> _ASSIGNED TASK_
Of all the lines below, output only those starting at the one with "onto a row." and ending at the one with "let snapped = geometry.nearest_row_offset(projected);", both ends included, exactly as written.

[Source data]
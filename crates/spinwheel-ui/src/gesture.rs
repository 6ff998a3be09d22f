//! Drag handling for picker columns.
//!
//! [`GestureController`] turns the host's pan stream into [`PanCommand`]s
//! for a single column. The column is picked by hit test when the pan
//! begins and stays bound, by index, until the pan ends.

use spinwheel_foundation::{ColumnGeometry, Point};
use web_time::Duration;

use crate::spec::PickerSpec;

/// One event of a pan recognizer, in the host view's y-down coordinates
/// except for `location`, which is control-local and y-up.
#[derive(Clone, Copy, Debug, PartialEq)]
pub enum PanEvent {
    /// Touch went down at `location`.
    Began { location: Point },
    /// Finger moved by `translation` since the previous event.
    Changed { translation: Point },
    /// Finger lifted while moving at `velocity` (points per second).
    Ended { velocity: Point },
    /// The recognizer gave up on the gesture.
    Cancelled,
}

/// What the picker should do with the bound column.
#[derive(Clone, Copy, Debug, PartialEq)]
pub enum PanCommand {
    /// Stop any settle animation; the user grabbed the column.
    Grab { component: usize },
    /// Move the content offset by `delta`.
    ScrollBy { component: usize, delta: f32 },
    /// Start settling with the release velocity along the content axis.
    Release { component: usize, velocity: f32 },
}

/// Pan state shared by all columns of a picker.
#[derive(Clone, Debug, Default)]
pub struct GestureController {
    /// Column bound to the current pan.
    active: Option<usize>,
}

impl GestureController {
    pub fn new() -> Self {
        Self::default()
    }

    pub fn active_component(&self) -> Option<usize> {
        self.active
    }

    /// Drops the current binding without emitting a release.
    pub fn reset(&mut self) {
        self.active = None;
    }

    /// Feeds one pan event.
    ///
    /// `hit_test` maps a touch location to the column under it; it is only
    /// consulted for [`PanEvent::Began`].
    pub fn handle<F>(&mut self, event: PanEvent, hit_test: F) -> Option<PanCommand>
    where
        F: FnOnce(Point) -> Option<usize>,
    {
        match event {
            PanEvent::Began { location } => {
                self.active = hit_test(location);
                if self.active.is_none() {
                    log::trace!("pan at {location:?} hit no column, ignoring");
                }
                self.active.map(|component| PanCommand::Grab { component })
            }
            PanEvent::Changed { translation } => {
                // View y grows downward, content offsets grow as rows move up.
                self.active.map(|component| PanCommand::ScrollBy {
                    component,
                    delta: -translation.y,
                })
            }
            PanEvent::Ended { velocity } => self.active.take().map(|component| PanCommand::Release {
                component,
                velocity: velocity.y,
            }),
            PanEvent::Cancelled => self.active.take().map(|component| PanCommand::Release {
                component,
                velocity: 0.0,
            }),
        }
    }
}

/// Where and how long a released column settles.
#[derive(Clone, Copy, Debug, PartialEq)]
pub struct SettleTarget {
    pub offset: f32,
    pub duration: Duration,
}

/// Projects a release at `offset` with `velocity` onto a row.
///
/// The velocity is applied as one second of travel, snapped to the nearest
/// row center and clamped into the content. A target pulled back by the
/// clamp settles with the short bounce duration.
pub fn release_target(
    geometry: &ColumnGeometry,
    offset: f32,
    velocity: f32,
    spec: &PickerSpec,
) -> SettleTarget {
    let projected = offset - velocity;
    let snapped = geometry.nearest_row_offset(projected);
    let clamped = geometry.clamp_offset(snapped);
    let duration = if clamped != snapped {
        spec.bounce_duration
    } else {
        spec.settle_duration
    };
    SettleTarget {
        offset: clamped,
        duration,
    }
}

> _THE ANSWER_
/// Projects a release at `offset` with `velocity` onto a row.
///
/// The velocity is applied as one second of travel, snapped to the nearest
/// row center and clamped into the content. A target pulled back by the
/// clamp settles with the short bounce duration.
pub fn release_target(
    geometry: &ColumnGeometry,
    offset: f32,
    velocity: f32,
    spec: &PickerSpec,
) -> SettleTarget {
    let projected = offset - velocity;
    let snapped = geometry.nearest_row_offset(projected);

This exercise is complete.